Washington, Sept. 21: The vista of Indo-US friendship will no longer be blurred by differences between Washington and New Delhi over the latter’s nuclear programme. Nor by the slow pace of India’s economic reforms.
Less than 10 days after meeting Prime Minister Atal Bihari Vajpayee in New York, President George W. Bush said yesterday: “Differences remain, including over the development of India’s nuclear and missile programs, and the pace of India’s economic reforms. But while in the past these concerns may have dominated our thinking about India, today we start with a view of India as a growing world power with which we have common strategic interests.”

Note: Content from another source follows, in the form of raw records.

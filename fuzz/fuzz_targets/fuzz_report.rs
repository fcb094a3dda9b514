#![no_main]

use arbitrary::{Arbitrary, Unstructured};
use glstate::{
    BitfieldFallback, Capture, FormattingOptions, FormattingOrder, ReportError, StateSource,
    StateValue, query,
};
use libfuzzer_sys::fuzz_target;

#[derive(Debug, Arbitrary)]
enum Entry {
    Section(String),
    Attribute(String, StateValue),
}

#[derive(Debug, Arbitrary)]
struct Input {
    entries: Vec<Entry>,
    separator: char,
    distance: u8,
    array_limit: u16,
    order: FormattingOrder,
    enable_hex: bool,
    filter: Option<String>,
    bitfield_fallback: BitfieldFallback,
}

struct Entries<'a>(&'a [Entry]);

impl StateSource for Entries<'_> {
    fn capture(&self, capture: &mut Capture<'_>) -> Result<(), ReportError> {
        for entry in self.0 {
            match entry {
                Entry::Section(title) => capture.section(title)?,
                Entry::Attribute(name, value) => capture.attribute(name, value)?,
            }
        }
        Ok(())
    }
}

fn report(data: &[u8]) {
    let Ok(input) = Input::arbitrary(&mut Unstructured::new(data)) else {
        return;
    };

    let options = FormattingOptions {
        separator: input.separator,
        distance: usize::from(input.distance),
        array_limit: usize::from(input.array_limit),
        order: input.order,
        enable_hex: input.enable_hex,
        filter: input.filter,
        bitfield_fallback: input.bitfield_fallback,
    };

    match query(&Entries(&input.entries), Some(&options)) {
        Ok(report) => {
            let with_nul = report.as_bytes_with_nul();
            assert_eq!(with_nul.len(), report.len() + 1);
            assert_eq!(with_nul.last(), Some(&0));
            // Every emitted record ends its last line.
            assert!(report.is_empty() || report.text().ends_with(b"\n"));
        }
        Err(ReportError::InvalidSeparator(c)) => assert!(!c.is_ascii() || c == '\0'),
        Err(ReportError::InteriorNul { .. }) => {
            assert!(input.entries.iter().any(|entry| match entry {
                Entry::Section(text) | Entry::Attribute(text, _) => text.contains('\0'),
            }));
        }
        Err(err) => panic!("unexpected error: {err}"),
    }
}

fuzz_target!(|data: &[u8]| report(data));
use alloc::vec::Vec;

use crate::{byte_buffer::ByteBuffer, error::ReportError};

/// One line of a report: an attribute and its rendered value, or a section
/// headline.
#[derive(Debug, Clone, PartialEq, Eq)]
pub struct Record {
    pub(crate) key: ByteBuffer,
    pub(crate) value: ByteBuffer,
    pub(crate) headline: bool,
}

impl Record {
    pub fn key(&self) -> &ByteBuffer {
        &self.key
    }

    /// Rendered value; always empty for headlines.
    pub fn value(&self) -> &ByteBuffer {
        &self.value
    }

    pub fn is_headline(&self) -> bool {
        self.headline
    }
}

/// Records in capture order.
///
/// The table grows as needed, so new attributes are never silently dropped.
#[derive(Debug, Default, Clone, PartialEq, Eq)]
pub struct RecordTable {
    records: Vec<Record>,
}

impl RecordTable {
    pub fn new() -> Self {
        Self::default()
    }

    pub fn with_capacity(capacity: usize) -> Result<Self, ReportError> {
        let mut records = Vec::new();
        records
            .try_reserve_exact(capacity)
            .map_err(|_| ReportError::out_of_memory(capacity))?;
        Ok(Self { records })
    }

    /// Appends a section title with an empty value.
    pub fn append_headline(&mut self, title: &str) -> Result<(), ReportError> {
        let record = Record {
            key: ByteBuffer::from_text(title)?,
            value: ByteBuffer::new()?,
            headline: true,
        };
        self.push(record)
    }

    /// Appends an attribute whose value is already rendered.
    pub fn append_pair(&mut self, key: &str, value: ByteBuffer) -> Result<(), ReportError> {
        let record = Record {
            key: ByteBuffer::from_text(key)?,
            value,
            headline: false,
        };
        self.push(record)
    }

    pub fn append_text(&mut self, key: &str, value: &str) -> Result<(), ReportError> {
        self.append_pair(key, ByteBuffer::from_text(value)?)
    }

    fn push(&mut self, record: Record) -> Result<(), ReportError> {
        self.records
            .try_reserve(1)
            .map_err(|_| ReportError::out_of_memory(self.records.len().saturating_add(1)))?;
        self.records.push(record);
        Ok(())
    }

    pub fn len(&self) -> usize {
        self.records.len()
    }

    pub fn is_empty(&self) -> bool {
        self.records.is_empty()
    }

    pub fn records(&self) -> &[Record] {
        &self.records
    }

    pub(crate) fn into_records(self) -> Vec<Record> {
        self.records
    }
}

The unequivocal statement of intent on future relations with India is significant because the two countries are on the threshold of unprecedented cooperation in hitherto banned areas of civilian nuclear activities, space, dual use technology trade and in the restricted sphere of defence.
The US under-secretary for commerce in charge of export administration, Kenneth I. Juster, is due in New Delhi in November for talks to initiate such cooperation.
But the ground for Juster’s talks will be prepared during a series of meetings between Indian and US officials. Some of these meetings will also see a resumption of the nuclear dialogue between the two countries, which was started after the 1998 nuclear tests, but have been practically stalled for two years.
Bush asserted that “the US has undertaken a transformation in its bilateral relationship with India based on a conviction that US interests require a strong relationship with India”.
His comments were made in a 35-page document called The National Security Strategy of the United States of America, which the President is required to send to the Congress every year.
Yesterday’s is the first submission of its kind since Bush assumed office and has been heavily dictated by the imperatives of the September 11 terrorist attacks and its aftermath.
In references to India, Bush made the point that “we are the two largest democracies, committed to political freedom protected by representative government. India is moving toward greater economic freedom as well. We have a common interest in the free flow of commerce, including through the vital sea lanes of the Indian Ocean. Finally, we share an interest in fighting terrorism and in creating a strategically stable Asia”.
His prescription for dealing with continuing differences —which abound — is not the Cold War practice of blaming or criticising one another.
“Through a strong partnership with India, we can best address any differences and shape a dynamic future,” Bush said.
He cited the example of how “strong relations” with India and Pakistan “gave us leverage to play a constructive role when tensions in the (South Asian) region became acute”.
He said “our involvement in this regional dispute, building on earlier investments in bilateral relations, looks first to concrete steps by India and Pakistan that can help defuse military confrontation...With Pakistan, our bilateral relations have been bolstered by Pakistan’s choice to join the war against terror and move toward building a more open and tolerant society”.
The President was, by comparison, much more effusive about India. “The administration sees India’s potential to become one of the great democratic powers of the 21st century and has worked hard to transform our relationship accordingly.”
A week after India, Russia and China activated their much-talked-about trilateral partnership, the strategy report to Congress showed signs of worry about any possible revival Cold War-type alliances.
Speaking on behalf of all three foreign ministers after their trilateral meeting in New York, Russian foreign minister Igor Ivanov had said the partnership was informal and not any power bloc.
Bush, however, said in his report: “We are attentive to the possible renewal of old patterns of great power competition. Several potential great powers are now in the midst of internal transition — most importantly Russia, India and China. In all three cases, recent developments have encouraged our hope that a truly global consensus about basic principles is slowly taking shape.”
The report is a preamble to the Bush administration’s policy of seeking unchallenged military superiority worldwide and buries the Cold War era foundations of American policy based on deterrence and containment.